This astonishing accomplishment led to my advancement to the Big League, and assumption of the manager's role for the Blue Jays. A big leaguer, I found out, does not have to carry his sponsor's name on his back, and we were simply the Blue Jays. During the first season we battled against Chester Robbin's Indians, Lou Casciaro's Orioles and Mark Bailey's Cubs.
I would have had better luck managing against Leo Durocher. Lou and Mark had developed terrific teams, and Chester had fashioned a machine so well oiled and finely tuned that to this day I bow in reverence to the man. Make a long story short, the Blue Jays that year went 0-14. That's right, '0' as in 'oh hell, not again' for 14.

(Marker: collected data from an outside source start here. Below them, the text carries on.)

use crate::domain::account::Address;
use crate::domain::ports::LedgerStoreRef;
use crate::domain::transfer::TransferRecord;
use crate::error::{LedgerError, Result};

/// Page size used when the caller gives no (or a non-positive) limit.
pub const DEFAULT_TRANSFER_LIMIT: usize = 10;

/// Hard cap on the number of transfers returned by one listing.
pub const MAX_TRANSFER_LIMIT: usize = 100;

/// Read-only access to balances and the transfer journal. Takes no row locks.
#[derive(Clone)]
pub struct QueryService {
    store: LedgerStoreRef,
}

impl QueryService {
    pub fn new(store: LedgerStoreRef) -> Self {
        Self { store }
    }

    /// Committed balance of `address`, in minor units.
    pub async fn balance(&self, address: &Address) -> Result<i64> {
        self.store
            .balance(address)
            .await
            .map_err(LedgerError::Internal)?
            .ok_or(LedgerError::WalletNotFound)
    }

    /// Most recent transfers, newest first, with `limit` clamped by [`clamp_limit`].
    pub async fn recent_transfers(&self, limit: Option<i64>) -> Result<Vec<TransferRecord>> {
        self.store
            .recent_transfers(clamp_limit(limit))
            .await
            .map_err(LedgerError::Internal)
    }
}

/// `None` or `<= 0` selects the default page; anything above the cap is capped.
pub fn clamp_limit(limit: Option<i64>) -> usize {
    match limit {
        Some(n) if n > 0 => usize::try_from(n)
            .unwrap_or(MAX_TRANSFER_LIMIT)
            .min(MAX_TRANSFER_LIMIT),
        _ => DEFAULT_TRANSFER_LIMIT,
    }
}
//! Stored records and their identifiers

use crate::metadata::Metadata;
use crate::vector::Vector;
use serde::{Deserialize, Serialize};
use std::fmt;

/// Store-assigned record identifier.
///
/// Assigned in strictly increasing order starting at 0 and never reused,
/// even after the record is removed.
#[derive(
    Debug, Clone, Copy, PartialEq, Eq, Hash, PartialOrd, Ord, Serialize, Deserialize,
)]
#[serde(transparent)]
pub struct RecordId(u64);

impl RecordId {
    pub const fn new(id: u64) -> Self {
        RecordId(id)
    }

    pub const fn get(self) -> u64 {
        self.0
    }

    pub(crate) fn next(self) -> Self {
        RecordId(self.0 + 1)
    }
}

impl From<u64> for RecordId {
    fn from(id: u64) -> Self {
        RecordId(id)
    }
}

impl fmt::Display for RecordId {
    fn fmt(&self, f: &mut fmt::Formatter<'_>) -> fmt::Result {
        write!(f, "{}", self.0)
    }
}

/// A vector plus its metadata and identifier. Immutable once stored.
#[derive(Debug, Clone, PartialEq, Serialize)]
pub struct Record {
    id: RecordId,
    vector: Vector,
    metadata: Metadata,
}

impl Record {
    pub(crate) fn new(id: RecordId, vector: Vector, metadata: Metadata) -> Self {
        Self {
            id,
            vector,
            metadata,
        }
    }

    pub fn id(&self) -> RecordId {
        self.id
    }

    pub fn vector(&self) -> &Vector {
        &self.vector
    }

    pub fn metadata(&self) -> &Metadata {
        &self.metadata
    }
}
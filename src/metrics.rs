//! Observability metrics: operation counters and query latency.

use parking_lot::Mutex;
use std::collections::VecDeque;
use std::sync::atomic::{AtomicU64, Ordering};
use std::time::Duration;

/// Number of most recent query latencies kept for percentile estimates.
const LATENCY_WINDOW: usize = 4096;

/// Collects runtime metrics for a store. Safe to update from many threads.
#[derive(Debug, Default)]
pub struct MetricsCollector {
    query_latencies_us: Mutex<VecDeque<f64>>,
    total_queries: AtomicU64,
    total_inserts: AtomicU64,
    total_removes: AtomicU64,
    total_compactions: AtomicU64,
}

impl MetricsCollector {
    pub fn new() -> Self {
        Self::default()
    }

    /// Record a query with its duration.
    pub fn record_query(&self, duration: Duration) {
        self.total_queries.fetch_add(1, Ordering::Relaxed);
        let mut latencies = self.query_latencies_us.lock();
        if latencies.len() == LATENCY_WINDOW {
            latencies.pop_front();
        }
        latencies.push_back(duration.as_secs_f64() * 1e6);
    }

    pub fn record_insert(&self) {
        self.total_inserts.fetch_add(1, Ordering::Relaxed);
    }

    pub fn record_remove(&self) {
        self.total_removes.fetch_add(1, Ordering::Relaxed);
    }

    pub fn record_compaction(&self) {
        self.total_compactions.fetch_add(1, Ordering::Relaxed);
    }

    pub fn total_queries(&self) -> u64 {
        self.total_queries.load(Ordering::Relaxed)
    }

    pub fn total_inserts(&self) -> u64 {
        self.total_inserts.load(Ordering::Relaxed)
    }

    pub fn total_removes(&self) -> u64 {
        self.total_removes.load(Ordering::Relaxed)
    }

    pub fn total_compactions(&self) -> u64 {
        self.total_compactions.load(Ordering::Relaxed)
    }

    /// Average query latency in microseconds over the recent window.
    pub fn avg_query_latency_us(&self) -> f64 {
        let latencies = self.query_latencies_us.lock();
        if latencies.is_empty() {
            return 0.0;
        }
        latencies.iter().sum::<f64>() / latencies.len() as f64
    }

    /// Get a percentile of query latency (e.g., 50.0, 95.0, 99.0).
    pub fn percentile_query_latency_us(&self, percentile: f64) -> f64 {
        let mut sorted: Vec<f64> = self.query_latencies_us.lock().iter().copied().collect();
        if sorted.is_empty() {
            return 0.0;
        }
        sorted.sort_by(f64::total_cmp);

        let index = ((percentile / 100.0) * (sorted.len() - 1) as f64).round() as usize;
        sorted[index.min(sorted.len() - 1)]
    }
}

You would think half way through our drubbing that we'd start to feel depressed. You would be wrong. The Blue Jays fought like the Army of Northern Virginia did against its unspeakable odds. Unfortunately, I wasn't Robert E. Lee, so we never got even one Bull Run to celebrate.
The losing was all my fault. It began with the draft before the season had started. I picked my kid, a couple of his mates, all nine year olds, and then a whole bunch of big twelve year olds. Heh heh, I snickered to myself when none of my choices were challenged. Little did I know that in baseball, steroids be damned, size does not matter, and what I had assembled was a big team with little experience. This in itself may not have been a disaster, but coupled with my scanty knowledge of big league coaching we were dead ducks.
Oh my, the scores. 16-2. 22-4, 12-0. You get the picture.
The next year we came in second, and for two years after that we were the champions. But the team I will never forget is that 0-14 crew.
Not one of them gave up, dropped out or failed to show up for even one drubbing. The dugout, as it was in those days a mere bench in the sun, remained watchful, hopeful and even expectant through every game. Each batter approached the plate with the dignity of The Iron Horse, and took his position on the field with no less diligence and alacrity than Derek Jeter. There was no carping, no finger pointing, no scapegoating. They were truly a band of brothers. The whole world may have thought they were losers, but somehow the message never had gotten through to them.
The play-offs said it all. The rules stated the last place team played the first place team, which meant we played the Indians, who had not lost a game all season. The winner would advance to the championship game. By this time the other teams began looking at us like we were stupid for just showing up. Don't get me wrong, the other coaches taught sportsmanship and taught it well, and certainly showing respect to the losing team was part of it. But human nature, being what it is, one can't help but make the saddest face to an 0 for 14 opponent.
I sent my ace to the mound, which meant the plate was guarded by one of my nine year olds.
The climax of our season was the fourth inning. We led by two runs. By the next inning we were behind six runs, and our perfect imperfect season would soon be over, but in the fourth inning we were ahead by two runs. We all looked over to the Indian bench, and saw something we had never seen that entire season in an opponent; worry!
By golly, we had worried the Indians! So what if it had been for only five minutes? To the Blue Jays that fleeting moment was like winning the World Series.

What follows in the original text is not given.